Me lancé sobre la arena y me dormí.

Cuando desperté, oí pasos. Sonaban como de tropa. Se acercaban con regularidad, despacio, sin apresuramientos, deliberadamente. El solo bum, bum, bum de aquellos pasos me erizaba los pelos.

Arrastrándome, me adentré en la arena más espesamente sombreada por la maleza y la vegetación colgante. Hombres y mujeres desnudos salían hacia la playa.

Los observé.

Eran de color chocolate, y hablaban un curioso lenguaje chillón. Después descubrí que algunas de las palabras eran fanti y otras eran de otro evolucionado. El fanti nunca fue transcrito. Es una de las lenguas tshi. Los ashantis y los fantis y una o dos tribus más hablan ramas del mismo idioma. Pero aquella gente hablaba parte de fanti y parte de lenguaje de mono evolucionado.

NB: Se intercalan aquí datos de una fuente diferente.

//! Tracing subscriber initialization.

use schemasync_core::ConfigError;
use std::str::FromStr;
use tracing_subscriber::{layer::SubscriberExt, util::SubscriberInitExt, EnvFilter};

/// Output format of the log stream.
#[derive(Debug, Clone, Copy, PartialEq, Eq, Default)]
pub enum LogFormat {
    /// One JSON object per line
    #[default]
    Json,
    /// Human-readable multi-line output
    Pretty,
}

impl FromStr for LogFormat {
    type Err = ConfigError;

    fn from_str(s: &str) -> Result<Self, Self::Err> {
        match s.trim().to_ascii_lowercase().as_str() {
            "json" => Ok(LogFormat::Json),
            "pretty" | "text" => Ok(LogFormat::Pretty),
            other => Err(ConfigError::InvalidValue {
                field: "SCHEMASYNC_LOG_FORMAT".to_string(),
                value: other.to_string(),
                reason: "expected 'json' or 'pretty'".to_string(),
            }),
        }
    }
}

/// Telemetry configuration from environment variables.
#[derive(Debug, Clone)]
pub struct TelemetryConfig {
    pub service_name: String,
    pub log_format: LogFormat,
    /// Filter used when `RUST_LOG` is unset
    pub default_filter: String,
}

impl Default for TelemetryConfig {
    fn default() -> Self {
        Self {
            service_name: "schemasync".to_string(),
            log_format: LogFormat::Json,
            default_filter: "schemasync_engine=info,schemasync_storage=info,warn".to_string(),
        }
    }
}

impl TelemetryConfig {
    /// # Environment Variables
    /// - `SCHEMASYNC_SERVICE_NAME`: service name attached to the startup log (default: schemasync)
    /// - `SCHEMASYNC_LOG_FORMAT`: `json` or `pretty` (default: json)
    pub fn from_env() -> Self {
        let defaults = Self::default();
        Self {
            service_name: std::env::var("SCHEMASYNC_SERVICE_NAME")
                .unwrap_or(defaults.service_name),
            log_format: std::env::var("SCHEMASYNC_LOG_FORMAT")
                .ok()
                .and_then(|s| s.parse().ok())
                .unwrap_or(defaults.log_format),
            default_filter: defaults.default_filter,
        }
    }
}

/// Install the global tracing subscriber.
///
/// Call once at startup. `RUST_LOG` overrides `default_filter`.
pub fn init_tracing(config: &TelemetryConfig) -> Result<(), ConfigError> {
    let env_filter = EnvFilter::try_from_default_env()
        .unwrap_or_else(|_| EnvFilter::new(&config.default_filter));

    let registry = tracing_subscriber::registry().with(env_filter);
    let result = match config.log_format {
        LogFormat::Json => registry.with(tracing_subscriber::fmt::layer().json()).try_init(),
        LogFormat::Pretty => registry
            .with(tracing_subscriber::fmt::layer().pretty())
            .try_init(),
    };
    result.map_err(|e| ConfigError::InitFailed {
        component: "tracing subscriber".to_string(),
        reason: e.to_string(),
    })?;

    tracing::info!(
        service_name = %config.service_name,
        log_format = ?config.log_format,
        "Telemetry initialized"
    );
    Ok(())
}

Y entre ellos había un hombre-mono. Era un tipo divertido. Estaba recubierto de un tosco pelaje y tenía un esbozo de rabo. Sus grandes dedos de los pies no estaban conjuntados como los míos, eran prensibles como el pulgar de mi pie.

No, no me fijé en los dedos de los pies entonces. Lo averigüé más tarde, cuando estaba sentado sobre uno de sus miembros y a punto de dispararme una flecha envenenada. A cada minuto pensaba que era el último, y fue entonces cuando me di cuenta del modo en que su pie envolvía su miembro. Es curioso cómo un hombre puede percatarse de pequeños detalles cuando está cerca de la muerte.

De todos modos, aquella tribu descendió y se dirigió hacia el agua, hombres, mujeres y niños. Se lavaron por encima de la cintura, en una especie de ceremonia. No mojaban, en absoluto, el resto de sus cuerpos. Salieron y se untaron los brazos, el pecho y el rostro con una especie de óleo.